* [Assigned task]:
Please output exactly the part of the records below that opens with the line containing "#[tokio::main]" and closes with the line containing "let cli = Cli::parse();", both lines included, and nothing else.

[[ Supplied data, beginning ]]

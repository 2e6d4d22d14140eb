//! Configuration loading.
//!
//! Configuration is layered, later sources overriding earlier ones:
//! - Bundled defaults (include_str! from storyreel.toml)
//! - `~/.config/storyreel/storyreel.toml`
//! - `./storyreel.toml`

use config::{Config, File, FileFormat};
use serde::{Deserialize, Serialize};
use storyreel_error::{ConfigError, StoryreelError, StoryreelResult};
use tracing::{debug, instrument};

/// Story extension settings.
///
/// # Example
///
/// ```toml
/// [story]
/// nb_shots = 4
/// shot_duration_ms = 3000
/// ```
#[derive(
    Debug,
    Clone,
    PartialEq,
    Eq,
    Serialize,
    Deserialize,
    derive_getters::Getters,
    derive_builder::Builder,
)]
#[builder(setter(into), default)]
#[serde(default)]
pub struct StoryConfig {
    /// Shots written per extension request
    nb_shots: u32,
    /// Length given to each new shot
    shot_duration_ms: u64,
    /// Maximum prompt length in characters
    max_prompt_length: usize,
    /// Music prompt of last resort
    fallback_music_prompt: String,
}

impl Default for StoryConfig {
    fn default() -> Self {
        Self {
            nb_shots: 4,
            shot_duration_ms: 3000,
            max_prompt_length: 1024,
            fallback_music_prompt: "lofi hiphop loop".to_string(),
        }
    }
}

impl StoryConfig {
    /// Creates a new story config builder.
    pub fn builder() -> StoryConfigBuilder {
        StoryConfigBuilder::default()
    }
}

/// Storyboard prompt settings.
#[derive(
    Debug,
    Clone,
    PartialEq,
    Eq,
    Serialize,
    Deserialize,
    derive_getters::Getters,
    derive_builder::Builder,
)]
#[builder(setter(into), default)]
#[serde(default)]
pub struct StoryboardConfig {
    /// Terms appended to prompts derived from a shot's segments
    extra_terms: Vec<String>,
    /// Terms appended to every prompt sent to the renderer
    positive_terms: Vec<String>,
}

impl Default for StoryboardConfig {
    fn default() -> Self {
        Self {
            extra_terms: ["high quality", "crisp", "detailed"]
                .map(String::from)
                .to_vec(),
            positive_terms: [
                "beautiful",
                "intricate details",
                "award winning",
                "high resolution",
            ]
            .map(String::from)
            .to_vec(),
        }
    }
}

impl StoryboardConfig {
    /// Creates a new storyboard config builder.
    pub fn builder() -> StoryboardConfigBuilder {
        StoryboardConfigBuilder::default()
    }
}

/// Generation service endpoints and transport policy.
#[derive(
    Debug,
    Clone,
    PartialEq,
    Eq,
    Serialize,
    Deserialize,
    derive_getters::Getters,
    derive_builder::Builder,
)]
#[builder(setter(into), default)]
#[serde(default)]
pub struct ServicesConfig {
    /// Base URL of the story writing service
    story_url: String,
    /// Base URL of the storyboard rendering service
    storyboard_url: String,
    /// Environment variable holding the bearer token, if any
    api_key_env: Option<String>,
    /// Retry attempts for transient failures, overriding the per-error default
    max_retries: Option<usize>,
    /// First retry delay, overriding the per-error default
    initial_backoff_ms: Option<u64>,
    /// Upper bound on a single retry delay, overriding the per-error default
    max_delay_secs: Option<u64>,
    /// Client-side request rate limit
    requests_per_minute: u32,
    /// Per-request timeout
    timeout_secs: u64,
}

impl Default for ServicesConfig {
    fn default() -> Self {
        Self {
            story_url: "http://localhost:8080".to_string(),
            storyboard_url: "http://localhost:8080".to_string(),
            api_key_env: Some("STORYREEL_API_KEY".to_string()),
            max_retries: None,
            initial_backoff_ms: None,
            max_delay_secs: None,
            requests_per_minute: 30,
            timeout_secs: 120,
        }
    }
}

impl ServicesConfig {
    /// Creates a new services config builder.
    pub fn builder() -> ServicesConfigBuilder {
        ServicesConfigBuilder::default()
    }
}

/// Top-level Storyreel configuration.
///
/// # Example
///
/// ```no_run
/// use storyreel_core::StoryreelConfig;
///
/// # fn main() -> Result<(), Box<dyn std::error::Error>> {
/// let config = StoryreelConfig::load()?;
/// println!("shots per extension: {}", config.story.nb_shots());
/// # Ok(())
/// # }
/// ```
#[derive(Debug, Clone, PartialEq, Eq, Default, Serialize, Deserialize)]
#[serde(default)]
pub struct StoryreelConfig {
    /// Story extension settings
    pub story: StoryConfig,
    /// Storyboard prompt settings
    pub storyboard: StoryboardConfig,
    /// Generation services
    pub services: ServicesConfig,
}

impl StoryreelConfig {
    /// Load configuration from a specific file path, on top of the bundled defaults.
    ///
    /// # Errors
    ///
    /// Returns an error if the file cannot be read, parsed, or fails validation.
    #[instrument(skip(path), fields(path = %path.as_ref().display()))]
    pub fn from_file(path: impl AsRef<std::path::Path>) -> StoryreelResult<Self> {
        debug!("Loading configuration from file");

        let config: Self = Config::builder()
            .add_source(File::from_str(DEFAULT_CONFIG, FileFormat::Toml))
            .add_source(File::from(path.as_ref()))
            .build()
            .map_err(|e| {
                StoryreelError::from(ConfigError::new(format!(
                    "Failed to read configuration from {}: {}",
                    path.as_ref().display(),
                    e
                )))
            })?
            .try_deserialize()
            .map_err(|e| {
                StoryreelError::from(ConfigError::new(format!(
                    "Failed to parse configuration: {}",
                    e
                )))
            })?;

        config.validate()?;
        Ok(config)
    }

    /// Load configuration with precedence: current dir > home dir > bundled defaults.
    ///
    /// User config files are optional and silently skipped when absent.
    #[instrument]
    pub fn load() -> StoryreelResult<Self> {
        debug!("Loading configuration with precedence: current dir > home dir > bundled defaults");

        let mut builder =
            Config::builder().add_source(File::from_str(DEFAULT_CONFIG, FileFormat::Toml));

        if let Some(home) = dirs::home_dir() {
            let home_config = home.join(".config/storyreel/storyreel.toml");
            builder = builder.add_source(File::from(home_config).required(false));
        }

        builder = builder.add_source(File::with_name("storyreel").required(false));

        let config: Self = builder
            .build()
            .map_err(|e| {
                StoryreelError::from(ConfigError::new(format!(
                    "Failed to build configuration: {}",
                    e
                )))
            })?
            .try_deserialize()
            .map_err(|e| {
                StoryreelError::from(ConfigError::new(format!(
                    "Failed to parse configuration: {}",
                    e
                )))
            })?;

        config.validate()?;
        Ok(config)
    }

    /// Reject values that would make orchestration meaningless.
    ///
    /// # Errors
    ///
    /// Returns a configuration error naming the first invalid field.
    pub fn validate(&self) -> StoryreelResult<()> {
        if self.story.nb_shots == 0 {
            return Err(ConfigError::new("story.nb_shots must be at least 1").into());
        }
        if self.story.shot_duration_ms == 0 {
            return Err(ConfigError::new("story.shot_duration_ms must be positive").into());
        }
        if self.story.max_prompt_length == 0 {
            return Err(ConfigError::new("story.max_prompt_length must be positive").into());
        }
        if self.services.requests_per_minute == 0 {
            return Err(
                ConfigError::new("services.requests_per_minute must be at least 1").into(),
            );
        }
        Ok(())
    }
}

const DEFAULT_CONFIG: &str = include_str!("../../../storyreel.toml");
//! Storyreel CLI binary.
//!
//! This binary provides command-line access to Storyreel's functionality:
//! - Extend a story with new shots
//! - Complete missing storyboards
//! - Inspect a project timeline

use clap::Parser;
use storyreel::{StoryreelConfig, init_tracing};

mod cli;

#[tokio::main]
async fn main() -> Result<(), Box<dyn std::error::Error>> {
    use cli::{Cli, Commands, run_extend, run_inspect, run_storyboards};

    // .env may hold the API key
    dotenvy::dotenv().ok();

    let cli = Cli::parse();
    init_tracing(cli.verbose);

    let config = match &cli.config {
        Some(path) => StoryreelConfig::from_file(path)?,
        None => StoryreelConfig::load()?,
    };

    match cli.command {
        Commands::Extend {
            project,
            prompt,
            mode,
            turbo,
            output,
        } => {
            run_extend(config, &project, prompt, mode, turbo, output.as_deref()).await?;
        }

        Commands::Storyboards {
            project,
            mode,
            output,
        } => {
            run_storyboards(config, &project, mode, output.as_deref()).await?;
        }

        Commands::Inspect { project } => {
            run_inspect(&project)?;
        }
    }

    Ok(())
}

[[ Supplied data, end ]]

* [Your solution]:
#[tokio::main]
async fn main() -> Result<(), Box<dyn std::error::Error>> {
    use cli::{Cli, Commands, run_extend, run_inspect, run_storyboards};

    // .env may hold the API key
    dotenvy::dotenv().ok();

    let cli = Cli::parse();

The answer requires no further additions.